Before you can successfully find a partner you should first figure out who you are and what you are looking for. Do not look for people to “teach” you or “guide” you. Do not say you want to “try” something. No one wants to be your experiment or muse (unless that is something you have both consented to.) A potential partner is a PERSON.
Do not look for “a Femdom” or “a slave”. Look for a PERSON you are interested in and approach them as the special person they are. Let them know why they are special. What made you think that you had to reach out and connect with them?
Here is a list of bad reasons:
Because they are:
A Dom
A sub
Older
Younger
BBW
A particular race
A particular religion
None of these things makes a person special. It means You have a fetish and you are interested in getting that fetish met.

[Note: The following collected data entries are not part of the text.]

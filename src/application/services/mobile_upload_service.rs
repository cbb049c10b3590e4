use std::sync::Arc;
use std::time::Duration;

use crate::application::ports::{Directory, EphemeralMessenger};
use crate::domain::{FileId, MobileToken, PostId, SiteUrl, UserId};

use super::{MobileTokenError, MobileTokenService, UploadError, UploadService, VoiceUpload};

/// How long the "sent" confirmation stays visible before it is removed.
pub const EPHEMERAL_CONFIRMATION_TTL: Duration = Duration::from_secs(6);

#[derive(Debug, Clone)]
pub struct MobileUploadReceipt {
    pub post_id: PostId,
    pub file_id: FileId,
    pub permalink: String,
}

/// Upload path for the recording page opened from the slash command link.
pub struct MobileUploadService {
    tokens: Arc<MobileTokenService>,
    directory: Arc<dyn Directory>,
    uploads: Arc<UploadService>,
    messenger: Arc<dyn EphemeralMessenger>,
    site_url: SiteUrl,
    confirmation_ttl: Duration,
}

impl MobileUploadService {
    pub fn new(
        tokens: Arc<MobileTokenService>,
        directory: Arc<dyn Directory>,
        uploads: Arc<UploadService>,
        messenger: Arc<dyn EphemeralMessenger>,
        site_url: SiteUrl,
    ) -> Self {
        Self {
            tokens,
            directory,
            uploads,
            messenger,
            site_url,
            confirmation_ttl: EPHEMERAL_CONFIRMATION_TTL,
        }
    }

    pub fn with_confirmation_ttl(mut self, ttl: Duration) -> Self {
        self.confirmation_ttl = ttl;
        self
    }

    pub fn site_url(&self) -> &SiteUrl {
        &self.site_url
    }

    /// Resolves the token. A logged-in session must belong to the token's user.
    pub async fn authorize(
        &self,
        token: &str,
        session_user: Option<&UserId>,
    ) -> Result<MobileToken, MobileUploadError> {
        let token = token.trim();
        if token.is_empty() {
            return Err(MobileUploadError::MissingToken);
        }

        let grant = self
            .tokens
            .lookup(token)
            .await
            .map_err(MobileUploadError::InvalidToken)?;

        if let Some(user) = session_user {
            if *user != grant.user_id {
                return Err(MobileUploadError::WrongUser);
            }
        }
        Ok(grant)
    }

    /// The token's user must still belong to the token's channel.
    pub async fn ensure_member(&self, grant: &MobileToken) -> Result<(), MobileUploadError> {
        let is_member = self
            .directory
            .is_channel_member(&grant.channel_id, &grant.user_id)
            .await
            .unwrap_or(false);
        if is_member {
            Ok(())
        } else {
            Err(MobileUploadError::NotChannelMember)
        }
    }

    #[tracing::instrument(skip_all, fields(user_id = %grant.user_id, channel_id = %grant.channel_id))]
    pub async fn upload(
        &self,
        token: &str,
        grant: MobileToken,
        data: Vec<u8>,
        mime_type: String,
        duration: String,
    ) -> Result<MobileUploadReceipt, MobileUploadError> {
        self.ensure_member(&grant).await?;

        let token = token.trim();
        self.claim(token).await?;

        let uploaded = match self
            .uploads
            .upload(VoiceUpload {
                user_id: grant.user_id.clone(),
                channel_id: grant.channel_id.clone(),
                root_id: grant.root_id.clone(),
                duration,
                mime_type,
                data,
            })
            .await
        {
            Ok(uploaded) => uploaded,
            Err(e) => {
                if let Err(restore) = self.tokens.restore(token, &grant).await {
                    tracing::error!(error = %restore, "Failed to restore mobile token");
                }
                return Err(MobileUploadError::Upload(e));
            }
        };

        let post_id = uploaded.post.id.clone();
        let permalink = self.site_url.permalink(&post_id);

        if let Some(ephemeral_id) = grant.ephemeral_post_id.clone() {
            self.confirm_sent(&grant, ephemeral_id, &permalink).await;
        }

        Ok(MobileUploadReceipt {
            post_id,
            file_id: uploaded.file_id,
            permalink,
        })
    }

    /// Deletes the token before any post exists. Only the caller whose
    /// delete removed the entry may proceed.
    async fn claim(&self, token: &str) -> Result<(), MobileUploadError> {
        match self.tokens.consume(token).await {
            Ok(true) => Ok(()),
            Ok(false) => Err(MobileUploadError::InvalidToken(MobileTokenError::NotFound)),
            Err(e) => Err(MobileUploadError::InvalidToken(e)),
        }
    }

    async fn confirm_sent(&self, grant: &MobileToken, ephemeral_id: PostId, permalink: &str) {
        let message = format!("✅ Voice message sent.\n{}", permalink);
        if let Err(e) = self
            .messenger
            .update_ephemeral(&grant.user_id, &ephemeral_id, &grant.channel_id, &message)
            .await
        {
            tracing::warn!(error = %e, "Failed to update recording prompt");
        }

        let messenger = Arc::clone(&self.messenger);
        let user_id = grant.user_id.clone();
        let ttl = self.confirmation_ttl;
        tokio::spawn(async move {
            tokio::time::sleep(ttl).await;
            if let Err(e) = messenger.delete_ephemeral(&user_id, &ephemeral_id).await {
                tracing::debug!(error = %e, "Failed to remove recording prompt");
            }
        });
    }
}

#[derive(Debug, thiserror::Error)]
pub enum MobileUploadError {
    #[error("missing token")]
    MissingToken,
    #[error("token invalid or expired: {0}")]
    InvalidToken(MobileTokenError),
    #[error("token belongs to another user")]
    WrongUser,
    #[error("not a channel member")]
    NotChannelMember,
    #[error("upload: {0}")]
    Upload(UploadError),
}
use async_trait::async_trait;

use crate::domain::{ChannelId, FileId};

use super::HostError;

/// The host's attachment storage.
#[async_trait]
pub trait FileStore: Send + Sync {
    async fn upload_file(
        &self,
        data: &[u8],
        channel_id: &ChannelId,
        filename: &str,
    ) -> Result<FileId, HostError>;

    async fn get_file(&self, id: &FileId) -> Result<Vec<u8>, HostError>;
}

Nothing is more telling that a person does not care about me than when
they hit on me
I say “No”
and they ask “Do you have any friends or do you know any Doms who I can talk to?”
Wow! Is that what you would say to a woman at a bar in the vanilla world?
“Do you want to get out of here?”
“No?”
“Do you know any other woman at this bar that would like to go home with me?”
Do you think that would work?!
Then why do it to a kinky woman?
Like my boy says “A dominant woman is still a woman, she needs to be woo’d.”
And I agree.
So what information DO you share with a potential partner?
Before you try to match with a partner you need to know yourself.
Here are some things you need to sort out so you can properly communicate your needs and wants to a potential partner.
What is your role?
Are you a Dominant? Submissive? Switch?
What type of relationship are you looking for?
A 24/7 Total Authority Transfer? Bedroom Only? Online only?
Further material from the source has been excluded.